Shivkov v Artex and more 831(b) blues
“Captives that are insuring dubious risks with flimsy actuarials supporting the insurance rates are not likely to withstand scrutiny.”
A common misconception is that people think they sound smarter if they use big words. At least one peer reviewed study from Applied Cognitive Psychology discredits this theory. Use simple words and get your point across.
Some captive insurance managers suffered from a similar problem. They thought that if they put together a complex captive insurance structure that carefully mirrored every court holding pertaining to risk shifting and risk distribution that they would survive an 831(b) challenge.
The IRS proved those managers wrong. After Notice 2016-66 hundreds of 831(b) captives were challenged by the IRS as sham operations. For the past two years the IRS has secured an enviable record of success in captive insurance settlements and Tax Court victories.
Some of those captive managers and promoters are now in jeopardy. A recent case seeking class action status, Dimitri Shivkov v Artex Risk Solutions, alleges that Artex violated the Racketeer Influenced and Corrupt Organizations (RICO) Act in putting together deficient captive insurance structures. The evidence in this case has not been made public so it is difficult to say whether the court will approve the class or whether the plaintiffs have a good case.
Many 831(b) captives were transparent tax shelters created by promoters to take advantage of an unintended consequence in the Internal Revenue Code. The promoters may point at their clients and argue that the captive owners understood what they were getting into, but that is not likely to fly in front of a jury. This case is likely to settle for a lot of money.
This class action is probably not the last word on 831(b) captive insurance tax shelters. Thousands of 831(b) captives were incorporated from 2010 to 2016. Many of those captives insured dubious risks, never paid a single claim, and participated in a risk pool similar to those found in the Avrahami and Reserve Mechanical cases. Expect more litigation from aggrieved captives owners who had to pay a couple million in fines and penalties to the IRS.
Start making sense
There is nothing wrong with a small captive insurance company but the 831(b) election should be an afterthought. If it makes sense, then make the election. Every taxpayer with a captive writing less than the statutory gross written premium should consider the 831(b) election. But captives that are insuring dubious risks with flimsy actuarials supporting the insurance rates are not likely to withstand scrutiny.

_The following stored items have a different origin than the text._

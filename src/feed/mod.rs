mod fetcher;
mod normalize;

use async_trait::async_trait;
use chrono::{DateTime, Utc};

use crate::config::SourceConfig;
use crate::error::Result;

pub use fetcher::{parse_feed, FeedFetcher};
pub use normalize::{canonical_url, clean_text};

/// One entry as delivered by a feed, before normalization.
#[derive(Debug, Clone)]
pub struct RawItem {
    pub title: String,
    pub link: String,
    pub summary: String,
    pub published_at: Option<DateTime<Utc>>,
    pub source_name: String,
    pub category: Option<String>,
}

/// Anything that can produce the current items of a configured source.
#[async_trait]
pub trait FeedSource: Send + Sync {
    async fn fetch_source(&self, source: &SourceConfig) -> Result<Vec<RawItem>>;
}
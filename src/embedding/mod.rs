//! Text-to-vector encoding.
//!
//! [`VectorCodec`] wraps an [`EmbeddingProvider`] with a content-hash keyed
//! cache, a per-call timeout and the process-wide dimension check. Every
//! vector that reaches a store has exactly [`EMBEDDING_DIM`] components.

mod hashing;
mod http;

use std::collections::HashMap;
use std::sync::atomic::{AtomicU64, Ordering};
use std::sync::{Arc, RwLock};
use std::time::Duration;

use async_trait::async_trait;
use sha2::{Digest, Sha256};

use crate::config::EmbeddingConfig;
use crate::error::{AppError, Result};

pub use hashing::HashingEmbedder;
pub use http::HttpEmbedder;

/// Dimension of every stored embedding. Changing it requires a full re-embed.
pub const EMBEDDING_DIM: usize = 384;

#[async_trait]
pub trait EmbeddingProvider: Send + Sync {
    fn model_name(&self) -> &str;

    /// Computes the embedding for non-empty, trimmed text.
    async fn embed(&self, text: &str) -> Result<Vec<f32>>;
}

pub fn create_provider(config: &EmbeddingConfig) -> Result<Arc<dyn EmbeddingProvider>> {
    match config.provider.as_str() {
        "hashing" => Ok(Arc::new(HashingEmbedder::new()?)),
        "http" => Ok(Arc::new(HttpEmbedder::new(config)?)),
        other => Err(AppError::Config(format!(
            "unknown embedding provider '{}'",
            other
        ))),
    }
}

#[derive(Debug, Clone, Copy, Default, PartialEq, Eq, serde::Serialize)]
pub struct CacheStats {
    pub hits: u64,
    pub misses: u64,
    pub entries: usize,
}

pub struct VectorCodec {
    provider: Arc<dyn EmbeddingProvider>,
    cache: RwLock<HashMap<String, Arc<Vec<f32>>>>,
    capacity: usize,
    timeout: Duration,
    hits: AtomicU64,
    misses: AtomicU64,
}

impl VectorCodec {
    pub fn new(provider: Arc<dyn EmbeddingProvider>, timeout: Duration, capacity: usize) -> Self {
        Self {
            provider,
            cache: RwLock::new(HashMap::new()),
            capacity,
            timeout,
            hits: AtomicU64::new(0),
            misses: AtomicU64::new(0),
        }
    }

    pub fn from_config(config: &EmbeddingConfig) -> Result<Self> {
        let provider = create_provider(config)?;
        Ok(Self::new(provider, config.timeout(), config.cache_capacity))
    }

    pub fn model_name(&self) -> &str {
        self.provider.model_name()
    }

    /// Embeds `text`. Empty or whitespace-only text is an [`AppError::Encoding`],
    /// never a zero vector.
    pub async fn embed(&self, text: &str) -> Result<Vec<f32>> {
        let text = text.trim();
        if text.is_empty() {
            return Err(AppError::Encoding("cannot embed empty text".to_string()));
        }

        let key = content_hash(text);
        if let Some(vector) = self.cached(&key) {
            self.hits.fetch_add(1, Ordering::Relaxed);
            return Ok(vector.as_ref().clone());
        }
        self.misses.fetch_add(1, Ordering::Relaxed);

        let vector = match tokio::time::timeout(self.timeout, self.provider.embed(text)).await {
            Ok(result) => result?,
            Err(_) => {
                return Err(AppError::Encoding(format!(
                    "{} timed out after {:?}",
                    self.provider.model_name(),
                    self.timeout
                )))
            }
        };

        if vector.len() != EMBEDDING_DIM {
            return Err(AppError::Encoding(format!(
                "{} returned {} dimensions, expected {}",
                self.provider.model_name(),
                vector.len(),
                EMBEDDING_DIM
            )));
        }
        if vector.iter().any(|v| !v.is_finite()) {
            return Err(AppError::Encoding(format!(
                "{} returned non-finite components",
                self.provider.model_name()
            )));
        }

        self.remember(key, &vector);
        Ok(vector)
    }

    pub fn stats(&self) -> CacheStats {
        CacheStats {
            hits: self.hits.load(Ordering::Relaxed),
            misses: self.misses.load(Ordering::Relaxed),
            entries: self.cache.read().unwrap_or_else(|e| e.into_inner()).len(),
        }
    }

    fn cached(&self, key: &str) -> Option<Arc<Vec<f32>>> {
        let cache = self.cache.read().unwrap_or_else(|e| e.into_inner());
        cache.get(key).cloned()
    }

    fn remember(&self, key: String, vector: &[f32]) {
        if self.capacity == 0 {
            return;
        }
        let mut cache = self.cache.write().unwrap_or_else(|e| e.into_inner());
        if cache.len() >= self.capacity && !cache.contains_key(&key) {
            // Simple bound: start over rather than track recency.
            cache.clear();
        }
        cache.insert(key, Arc::new(vector.to_vec()));
    }
}

/// SHA-256 hex digest of `text`.
pub fn content_hash(text: &str) -> String {
    let mut hasher = Sha256::new();
    hasher.update(text.as_bytes());
    format!("{:x}", hasher.finalize())
}

/// Rejects vectors that would corrupt the corpus. Stores call this on every write.
pub fn check_dimension(vector: &[f32]) -> Result<()> {
    if vector.len() != EMBEDDING_DIM {
        return Err(AppError::Validation(format!(
            "embedding has {} dimensions, expected {}",
            vector.len(),
            EMBEDDING_DIM
        )));
    }
    if vector.iter().any(|v| !v.is_finite()) {
        return Err(AppError::Validation(
            "embedding contains non-finite components".to_string(),
        ));
    }
    Ok(())
}

/// Little-endian `f32` encoding used for BLOB columns.
pub fn vec_to_blob(vector: &[f32]) -> Vec<u8> {
    let mut bytes = Vec::with_capacity(vector.len() * 4);
    for &v in vector {
        bytes.extend_from_slice(&v.to_le_bytes());
    }
    bytes
}

pub fn blob_to_vec(blob: &[u8]) -> Vec<f32> {
    blob.chunks_exact(4)
        .map(|chunk| f32::from_le_bytes([chunk[0], chunk[1], chunk[2], chunk[3]]))
        .collect()
}

/// Cosine similarity in `[-1, 1]`; `0.0` for empty, mismatched or zero vectors.
pub fn cosine_similarity(a: &[f32], b: &[f32]) -> f32 {
    if a.len() != b.len() || a.is_empty() {
        return 0.0;
    }

    let mut dot = 0.0f32;
    let mut norm_a = 0.0f32;
    let mut norm_b = 0.0f32;
    for (x, y) in a.iter().zip(b.iter()) {
        dot += x * y;
        norm_a += x * x;
        norm_b += y * y;
    }

    let denom = norm_a.sqrt() * norm_b.sqrt();
    if denom < f32::EPSILON {
        return 0.0;
    }
    (dot / denom).clamp(-1.0, 1.0)
}
use clap::Parser;

use gray_lsb::{
    cli::{Cli, Commands},
    handler::{handle_binary, handle_capacity, handle_hide, handle_recover},
};

/// 程序的主入口点
///
/// 初始化日志（通过 `RUST_LOG` 控制级别），解析命令行参数，
/// 并根据子命令将执行分派到相应的处理函数
fn main() -> anyhow::Result<()> {
    env_logger::init();

    // 解析命令行参数
    let cli = Cli::parse();

    // 根据子命令调用相应的处理函数
    match cli.command {
        Commands::Hide(args) => handle_hide(args),
        Commands::Recover(args) => handle_recover(args),
        Commands::Binary(args) => handle_binary(args),
        Commands::Capacity(args) => handle_capacity(args),
    }
}
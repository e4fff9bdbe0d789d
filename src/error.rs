//! # 隐写错误类型
//!
//! 编解码核心返回的所有错误。每种失败情况对应一个独立的变体，
//! 由调用方（命令处理层）决定如何向用户展示。

use image::ColorType;
use thiserror::Error;

/// 编码、解码以及文本/比特转换过程中可能出现的错误。
#[derive(Debug, Error, Clone, PartialEq, Eq)]
pub enum StegoError {
    /// 输入图像不是 8 位单通道灰度图。
    #[error("image must be 8-bit grayscale, found {color:?}")]
    InvalidImageFormat { color: ColorType },

    /// 比特流（消息加结束标记）比像素数多。
    #[error("payload needs {required} pixels but the image only has {available}")]
    PayloadTooLarge { required: usize, available: usize },

    /// 消息中包含码点超过 255 的字符，无法用 8 位表示。
    #[error("character {character:?} at index {index} cannot be represented in 8 bits")]
    UnsupportedCharacter { character: char, index: usize },

    /// 图像中没有找到结束标记。
    #[error("no end marker found in the image")]
    NoMarkerFound,

    /// 消息本身在字节边界上包含结束标记，解码时会被提前截断。
    #[error("message contains the end marker bytes at character index {index}")]
    MarkerCollision { index: usize },

    /// 比特字符串中出现了 `0` 和 `1` 以外的字符。
    #[error("invalid binary digit {digit:?} at index {index}")]
    InvalidBinaryDigit { digit: char, index: usize },
}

Fortunately, 831(b) tax shelters have fallen out of use. However, other issues can create problems for captive managers.
In December, about 4,000 home health employees filed a class action alleging that the Healthcap Assurance captive insurance company was used to avoid paying Medicaid-funded workers their full additional wages and benefits in violation of the Wage Parity Act. The complaint alleges that the captive was used to create a single employer welfare benefit plan to appear in compliance with the Wage Parity Act but really misappropriated Employee Retirement Income Security Act (ERISA)-covered Plan assets.
There are few areas of captive insurance more complex than benefits. Using a captive to fund or partially fund an employee benefits programme can create tremendous problems if it is improperly managed.
There are scores of unintentional mistakes that can trigger significant penalties from the Department of Labor. Many captive managers decline to manage benefits captives aside from funding a portion of a stop-loss plan above the employer’s self-insured retention. This is a safe strategy.
Any captive manager or promoter working in the ERISA space needs a lexicographic understanding of how the captive complies with prohibited transactions and other regulatory issues. It is best to work with ERISA specialists when setting up these captives.
Hopefully the Healthcap Assurance lawsuit is a misunderstanding. Unfortunately, the lawsuit will be a tremendous cost of resources even if there is no merit to the plaintiffs’ claims. This reinforces the broader point for captive insurance benefits funding: work with ERISA compliance experts before applying for the insurance licence.